→ **Goal of the exercise**: Starting at the first line of the records below, transcribe each line exactly, ending with the line that contains "status nor energy".
**** Material to process
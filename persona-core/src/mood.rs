//! Circadian Mood Clock: "How awake am I?"
//!
//! The character's local hour selects one of a fixed set of disjoint
//! circadian bands. Each band names a mood, a short description, a
//! physiological status and an energy target. Every tick nudges energy toward
//! the target by a bounded step, so the on-screen value drifts instead of
//! snapping.
//!
//! The clock is the single writer of [`MoodState`]. External overrides
//! (a gift, a scripted event) go through [`MoodClock::apply_override`], which
//! shares the same commit rule as a tick: if neither label, status nor energy
//! (within tolerance) changed, the result is [`MoodTick::Unchanged`] and no
//! update notification should be emitted.

use chrono::{DateTime, Timelike, Utc};
use chrono_tz::Tz;
use serde::{Deserialize, Serialize};
use std::fmt;
use tracing::debug;

use crate::config::MoodConfig;

/// Physiological status of the character.
#[derive(Debug, Clone, Copy, Default, PartialEq, Eq, Hash, Serialize, Deserialize)]
pub enum MoodStatus {
    /// Up and about.
    #[default]
    Awake,
    /// Awake but sluggish.
    Drowsy,
    /// Asleep; overrides every other display signal.
    Sleeping,
    /// Out of energy while awake.
    Exhausted,
}

impl fmt::Display for MoodStatus {
    fn fmt(&self, f: &mut fmt::Formatter<'_>) -> fmt::Result {
        match self {
            MoodStatus::Awake => write!(f, "awake"),
            MoodStatus::Drowsy => write!(f, "drowsy"),
            MoodStatus::Sleeping => write!(f, "sleeping"),
            MoodStatus::Exhausted => write!(f, "exhausted"),
        }
    }
}

/// Current mood of a character.
///
/// Missing fields deserialize to the neutral baseline (energy 80, awake).
#[derive(Debug, Clone, PartialEq, Eq, Serialize, Deserialize)]
#[serde(default)]
pub struct MoodState {
    /// Mood label, e.g. "Focused".
    pub current: String,
    /// One-line description for prompt injection.
    pub description: String,
    /// Energy level, 0–100.
    pub energy_level: u8,
    /// Physiological status.
    pub status: MoodStatus,
    /// When this state was last committed.
    pub last_update: DateTime<Utc>,
}

impl MoodState {
    /// Neutral baseline mood with the given energy.
    #[must_use]
    pub fn baseline(energy_level: u8) -> Self {
        Self {
            current: "Calm".to_string(),
            description: "Settled and attentive.".to_string(),
            energy_level: energy_level.min(100),
            status: MoodStatus::Awake,
            last_update: DateTime::<Utc>::UNIX_EPOCH,
        }
    }
}

impl Default for MoodState {
    fn default() -> Self {
        Self::baseline(80)
    }
}

/// Outcome of a tick or override.
#[derive(Debug, Clone, PartialEq, Eq)]
pub enum MoodTick {
    /// Nothing worth reporting changed; keep the previous state.
    Unchanged,
    /// A new state to store and broadcast.
    Changed(MoodState),
}

impl MoodTick {
    /// Whether this tick produced a new state.
    #[must_use]
    pub fn is_changed(&self) -> bool {
        matches!(self, MoodTick::Changed(_))
    }
}

/// One circadian band: local hours `[start_hour, end_hour)`.
#[derive(Debug, Clone, Copy, PartialEq, Eq)]
pub struct CircadianBand {
    /// First local hour covered (inclusive).
    pub start_hour: u32,
    /// Local hour where the next band starts (exclusive).
    pub end_hour: u32,
    /// Mood label.
    pub label: &'static str,
    /// Short description.
    pub description: &'static str,
    /// Physiological status during this band.
    pub status: MoodStatus,
    /// Energy level the clock drifts toward.
    pub energy_target: u8,
}

/// The daily cycle. Bands are disjoint and together cover hours 0–23.
pub const CIRCADIAN_BANDS: [CircadianBand; 8] = [
    CircadianBand { start_hour: 0, end_hour: 6, label: "Asleep", description: "Fast asleep, somewhere in a dream.", status: MoodStatus::Sleeping, energy_target: 30 },
    CircadianBand { start_hour: 6, end_hour: 9, label: "Groggy", description: "Just woke up, still rubbing sleepy eyes.", status: MoodStatus::Awake, energy_target: 70 },
    CircadianBand { start_hour: 9, end_hour: 12, label: "Focused", description: "Sharp and busy with the morning.", status: MoodStatus::Awake, energy_target: 90 },
    CircadianBand { start_hour: 12, end_hour: 14, label: "Content", description: "Had lunch and feels pleasantly full.", status: MoodStatus::Awake, energy_target: 75 },
    CircadianBand { start_hour: 14, end_hour: 17, label: "Drowsy", description: "Fighting the afternoon slump.", status: MoodStatus::Drowsy, energy_target: 55 },
    CircadianBand { start_hour: 17, end_hour: 20, label: "Lively", description: "Done with the day and in high spirits.", status: MoodStatus::Awake, energy_target: 85 },
    CircadianBand { start_hour: 20, end_hour: 23, label: "Relaxed", description: "Winding down for the evening.", status: MoodStatus::Awake, energy_target: 60 },
    CircadianBand { start_hour: 23, end_hour: 24, label: "Sleepy", description: "Yawning and thinking about bed.", status: MoodStatus::Drowsy, energy_target: 25 },
];

/// The band covering a local hour (0–23). Out-of-range hours wrap.
#[must_use]
pub fn band_for_hour(hour: u32) -> &'static CircadianBand {
    let hour = hour % 24;
    CIRCADIAN_BANDS
        .iter()
        .find(|band| hour >= band.start_hour && hour < band.end_hour)
        .unwrap_or(&CIRCADIAN_BANDS[0])
}

/// An explicit mood change requested from outside the clock.
#[derive(Debug, Clone, Default, PartialEq, Eq)]
pub struct MoodOverride {
    /// Replacement label, if any.
    pub label: Option<String>,
    /// Replacement description, if any.
    pub description: Option<String>,
    /// Signed energy adjustment.
    pub energy_delta: i16,
    /// Replacement status, if any.
    pub status: Option<MoodStatus>,
}

impl MoodOverride {
    /// The mood bump caused by receiving a gift.
    #[must_use]
    pub fn gift(gift_name: &str) -> Self {
        Self {
            label: Some("Delighted".to_string()),
            description: Some(format!("Still smiling about the {gift_name} they received.")),
            energy_delta: 15,
            status: None,
        }
    }
}

/// Circadian mood clock.
#[derive(Debug, Clone)]
pub struct MoodClock {
    max_energy_step: u8,
    energy_tolerance: u8,
    exhausted_threshold: u8,
}

impl Default for MoodClock {
    fn default() -> Self {
        Self::new(&MoodConfig::default())
    }
}

impl MoodClock {
    /// Create a clock from configuration.
    #[must_use]
    pub fn new(config: &MoodConfig) -> Self {
        Self {
            max_energy_step: config.max_energy_step,
            energy_tolerance: config.energy_tolerance,
            exhausted_threshold: config.exhausted_threshold,
        }
    }

    /// Advance the mood for wall-clock time `now` in the character's time zone.
    #[must_use]
    pub fn tick(&self, mood: &MoodState, timezone: Tz, now: DateTime<Utc>) -> MoodTick {
        let local_hour = now.with_timezone(&timezone).hour();
        let band = band_for_hour(local_hour);
        let energy = nudge(mood.energy_level, band.energy_target, self.max_energy_step);

        let mut candidate = MoodState {
            current: band.label.to_string(),
            description: band.description.to_string(),
            energy_level: energy,
            status: band.status,
            last_update: now,
        };

        if band.status != MoodStatus::Sleeping && energy <= self.exhausted_threshold {
            candidate.current = "Worn out".to_string();
            candidate.description = "Running on empty and struggling to keep up.".to_string();
            candidate.status = MoodStatus::Exhausted;
        }

        self.commit(mood, candidate)
    }

    /// Apply an external override through the same commit rule as a tick.
    #[must_use]
    pub fn apply_override(
        &self,
        mood: &MoodState,
        change: &MoodOverride,
        now: DateTime<Utc>,
    ) -> MoodTick {
        let energy = (i16::from(mood.energy_level) + change.energy_delta).clamp(0, 100);
        let candidate = MoodState {
            current: change.label.clone().unwrap_or_else(|| mood.current.clone()),
            description: change
                .description
                .clone()
                .unwrap_or_else(|| mood.description.clone()),
            energy_level: u8::try_from(energy).unwrap_or(mood.energy_level),
            status: change.status.unwrap_or(mood.status),
            last_update: now,
        };
        self.commit(mood, candidate)
    }

    /// Decide whether `candidate` differs enough from `previous` to report.
    #[must_use]
    pub fn commit(&self, previous: &MoodState, candidate: MoodState) -> MoodTick {
        let energy_moved =
            previous.energy_level.abs_diff(candidate.energy_level) >= self.energy_tolerance;
        let relabelled = previous.current != candidate.current;
        let status_changed = previous.status != candidate.status;

        if !(energy_moved || relabelled || status_changed) {
            return MoodTick::Unchanged;
        }

        debug!(
            from = %previous.current,
            to = %candidate.current,
            energy_from = previous.energy_level,
            energy_to = candidate.energy_level,
            status = %candidate.status,
            "Mood committed"
        );
        MoodTick::Changed(candidate)
    }
}

/// Move `current` toward `target` by at most `max_step`.
fn nudge(current: u8, target: u8, max_step: u8) -> u8 {
    if current < target {
        current.saturating_add(max_step.min(target - current))
    } else {
        current.saturating_sub(max_step.min(current - target))
    }
}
********
→ **Response to this task**:
filename persona-core/src/mood.rs
//! Circadian Mood Clock: "How awake am I?"
//!
//! The character's local hour selects one of a fixed set of disjoint
//! circadian bands. Each band names a mood, a short description, a
//! physiological status and an energy target. Every tick nudges energy toward
//! the target by a bounded step, so the on-screen value drifts instead of
//! snapping.
//!
//! The clock is the single writer of [`MoodState`]. External overrides
//! (a gift, a scripted event) go through [`MoodClock::apply_override`], which
//! shares the same commit rule as a tick: if neither label, status nor energy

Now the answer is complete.